* [Required action]: In the records below, pick out all lines containing the word "TransportError".

#####

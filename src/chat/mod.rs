//! Chat completions.

mod client;
mod types;

pub use client::CHAT_COMPLETIONS_SUFFIX;
pub use types::{
    ChatCompletionChoice, ChatCompletionMessage, ChatCompletionRequest, ChatCompletionResponse,
    FunctionCall, FunctionDefinition, MessageRole, Tool, ToolCall, Usage,
};
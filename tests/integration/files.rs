//! File upload and management

use crate::mock_server::{MockServerFixture, FILE_JSON};
use mockito::Matcher;
use oai_client::files::{FileBytesRequest, FilePurpose};
use oai_client::Error;

#[tokio::test]
async fn test_create_file_bytes_sends_multipart() {
    let fixture = MockServerFixture::new().await;
    let mock = {
        let mut server = fixture.server.lock().await;
        server
            .mock("POST", "/files")
            .match_header("content-type", Matcher::Regex("^multipart/form-data; boundary=".into()))
            .match_body(Matcher::AllOf(vec![
                Matcher::Regex(r#"name="purpose"\r\n\r\nbatch"#.into()),
                Matcher::Regex(r#"name="file"; filename="input.jsonl""#.into()),
                Matcher::Regex("hello bytes".into()),
            ]))
            .with_status(200)
            .with_body(FILE_JSON)
            .create_async()
            .await
    };

    let file = fixture
        .client()
        .create_file_bytes(FileBytesRequest {
            name: "input.jsonl".into(),
            bytes: b"hello bytes".to_vec(),
            purpose: FilePurpose::Batch,
        })
        .await
        .unwrap();
    assert_eq!(file.id, "file-abc123");
    assert_eq!(file.purpose, "batch");
    mock.assert_async().await;
}

#[tokio::test]
async fn test_create_file_bytes_rejects_empty_name() {
    let fixture = MockServerFixture::new().await;
    let mock = fixture.mock_unreached("POST", "/files").await;

    let err = fixture
        .client()
        .create_file_bytes(FileBytesRequest {
            name: String::new(),
            bytes: vec![1, 2, 3],
            purpose: FilePurpose::Batch,
        })
        .await
        .unwrap_err();
    assert!(matches!(err, Error::Request { .. }));
    mock.assert_async().await;
}

#[tokio::test]
async fn test_list_get_delete_files() {
    let fixture = MockServerFixture::new().await;
    let list = fixture
        .mock_json(
            "GET",
            "/files",
            200,
            &format!(r#"{{"object":"list","data":[{}]}}"#, FILE_JSON),
        )
        .await;
    let get = fixture.mock_json("GET", "/files/file-abc123", 200, FILE_JSON).await;
    let delete = fixture
        .mock_json(
            "DELETE",
            "/files/file-abc123",
            200,
            r#"{"id":"file-abc123","object":"file","deleted":true}"#,
        )
        .await;

    let client = fixture.client();
    assert_eq!(client.list_files().await.unwrap().data.len(), 1);
    assert_eq!(client.get_file("file-abc123").await.unwrap().bytes, 140);
    assert!(client.delete_file("file-abc123").await.unwrap().deleted);

    list.assert_async().await;
    get.assert_async().await;
    delete.assert_async().await;
}

#[tokio::test]
async fn test_get_file_content_is_raw() {
    let fixture = MockServerFixture::new().await;
    let output = "{\"id\":\"batch_req_1\",\"custom_id\":\"req-1\"}\n{\"id\":\"batch_req_2\",\"custom_id\":\"req-2\"}\n";
    let _mock = fixture
        .mock_text("GET", "/files/file-out/content", 200, output)
        .await;

    let content = fixture.client().get_file_content("file-out").await.unwrap();
    assert_eq!(&content[..], output.as_bytes());
}
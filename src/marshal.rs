//! Body marshalling between typed values and wire bytes.
//!
//! The [`Marshaller`] trait is the seam the request builder and the client use for
//! every JSON body. It works on [`serde_json::Value`] so it stays object-safe and can
//! be injected as `Arc<dyn Marshaller>`; typed conversion happens in [`encode`] and
//! [`decode`].

use serde::de::DeserializeOwned;
use serde::Serialize;
use serde_json::Value;
use thiserror::Error;

#[derive(Debug, Error)]
pub enum MarshalError {
    #[error("json: {0}")]
    Json(#[from] serde_json::Error),

    #[error("{0}")]
    Other(#[source] Box<dyn std::error::Error + Send + Sync + 'static>),
}

impl MarshalError {
    pub fn other(err: impl std::error::Error + Send + Sync + 'static) -> Self {
        MarshalError::Other(Box::new(err))
    }
}

pub trait Marshaller: Send + Sync {
    fn marshal(&self, value: &Value) -> Result<Vec<u8>, MarshalError>;

    fn unmarshal(&self, data: &[u8]) -> Result<Value, MarshalError>;
}

/// Compact JSON, the default wire encoding.
#[derive(Debug, Clone, Copy, Default)]
pub struct JsonMarshaller;

impl Marshaller for JsonMarshaller {
    fn marshal(&self, value: &Value) -> Result<Vec<u8>, MarshalError> {
        Ok(serde_json::to_vec(value)?)
    }

    fn unmarshal(&self, data: &[u8]) -> Result<Value, MarshalError> {
        Ok(serde_json::from_slice(data)?)
    }
}

/// Serialize a typed value through `marshaller`.
pub fn encode<T: Serialize + ?Sized>(
    marshaller: &dyn Marshaller,
    value: &T,
) -> Result<Vec<u8>, MarshalError> {
    let value = serde_json::to_value(value)?;
    marshaller.marshal(&value)
}

/// Deserialize `data` into `T` through `marshaller`.
pub fn decode<T: DeserializeOwned>(
    marshaller: &dyn Marshaller,
    data: &[u8],
) -> Result<T, MarshalError> {
    let value = marshaller.unmarshal(data)?;
    Ok(serde_json::from_value(value)?)
}
use crate::client::auth::apply_auth;
use crate::client::request::{Request, RequestBuilder};
use crate::client::url::{full_url, UrlOptions};
use crate::config::ClientConfig;
use crate::error::ErrorResponse;
use crate::marshal::{self, MarshalError, Marshaller};
use crate::transport::{HttpResponse, Transport, TransportError};
use crate::{Error, Result};
use reqwest::header::{HeaderValue, ACCEPT};
use reqwest::Method;
use serde::de::DeserializeOwned;
use serde::Serialize;
use std::sync::Arc;
use tokio_util::sync::CancellationToken;
use tracing::{debug, warn};

/// Client for the inference API.
///
/// Cloning is cheap; clones share the configuration, transport and request builder.
#[derive(Clone)]
pub struct Client {
    pub(crate) config: Arc<ClientConfig>,
    pub(crate) transport: Arc<dyn Transport>,
    pub(crate) builder: Arc<RequestBuilder>,
    pub(crate) cancel: Option<CancellationToken>,
}

impl Client {
    /// Direct API client for `auth_token` with default settings.
    pub fn new(auth_token: impl Into<String>) -> Result<Self> {
        Self::with_config(ClientConfig::new(auth_token))
    }

    pub fn with_config(config: ClientConfig) -> Result<Self> {
        crate::client::builder::ClientBuilder::new(config).build()
    }

    pub fn builder(config: ClientConfig) -> crate::client::builder::ClientBuilder {
        crate::client::builder::ClientBuilder::new(config)
    }

    pub fn config(&self) -> &ClientConfig {
        &self.config
    }

    pub fn marshaller(&self) -> &dyn Marshaller {
        self.builder.marshaller()
    }

    /// A handle whose requests fail with [`TransportError::Cancelled`] once `token` fires.
    pub fn with_cancellation(&self, token: CancellationToken) -> Self {
        Self {
            cancel: Some(token),
            ..self.clone()
        }
    }

    pub fn full_url(&self, suffix: &str, opts: &UrlOptions) -> String {
        full_url(&self.config, suffix, opts)
    }

    /// Build an authenticated body-less request for `suffix`.
    pub fn new_request(&self, method: Method, suffix: &str, opts: &UrlOptions) -> Result<reqwest::Request> {
        self.build_request(Request::new(method, self.full_url(suffix, opts)))
    }

    /// Build an authenticated request for `suffix` carrying `body` as JSON.
    pub fn new_json_request<B: Serialize + ?Sized>(
        &self,
        method: Method,
        suffix: &str,
        body: &B,
        opts: &UrlOptions,
    ) -> Result<reqwest::Request> {
        let value = serde_json::to_value(body).map_err(|e| Error::Marshal(MarshalError::Json(e)))?;
        self.build_request(Request::new(method, self.full_url(suffix, opts)).json(value))
    }

    /// Assemble `request` through the request builder and stamp default and auth headers.
    pub fn build_request(&self, request: Request) -> Result<reqwest::Request> {
        let mut built = self.builder.build(request)?;
        let headers = built.headers_mut();
        if !headers.contains_key(ACCEPT) {
            headers.insert(ACCEPT, HeaderValue::from_static("application/json; charset=utf-8"));
        }
        apply_auth(headers, &self.config)?;
        Ok(built)
    }

    /// Send `request` and decode a successful body into `T`.
    pub async fn send<T: DeserializeOwned>(&self, request: reqwest::Request) -> Result<T> {
        let response = self.send_raw(request).await?;
        marshal::decode(self.marshaller(), &response.body).map_err(Error::Decode)
    }

    /// Send `request`, returning the raw response once the status is a success.
    pub async fn send_raw(&self, request: reqwest::Request) -> Result<HttpResponse> {
        let method = request.method().clone();
        let url = request.url().clone();
        debug!(method = %method, url = %url, "sending request");

        let response = match &self.cancel {
            Some(token) => {
                if token.is_cancelled() {
                    return Err(TransportError::Cancelled.into());
                }
                tokio::select! {
                    _ = token.cancelled() => return Err(TransportError::Cancelled.into()),
                    res = self.transport.execute(request) => res?,
                }
            }
            None => self.transport.execute(request).await?,
        };

        if !response.is_success() {
            warn!(
                method = %method,
                url = %url,
                status = response.status.as_u16(),
                "request failed"
            );
            return Err(self.error_from_response(&response));
        }
        Ok(response)
    }

    fn error_from_response(&self, response: &HttpResponse) -> Error {
        let status = response.status.as_u16();
        match marshal::decode::<ErrorResponse>(self.marshaller(), &response.body) {
            Ok(ErrorResponse { error: Some(error) }) => Error::Api { status, error },
            _ => Error::Remote {
                status,
                body: response.text(),
            },
        }
    }
}

impl std::fmt::Debug for Client {
    fn fmt(&self, f: &mut std::fmt::Formatter<'_>) -> std::fmt::Result {
        f.debug_struct("Client")
            .field("config", &self.config)
            .field("cancellable", &self.cancel.is_some())
            .finish()
    }
}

#####

* [Answer to this exercise]:
use crate::transport::{HttpResponse, Transport, TransportError};
    /// A handle whose requests fail with [`TransportError::Cancelled`] once `token` fires.
                    return Err(TransportError::Cancelled.into());
                    _ = token.cancelled() => return Err(TransportError::Cancelled.into()),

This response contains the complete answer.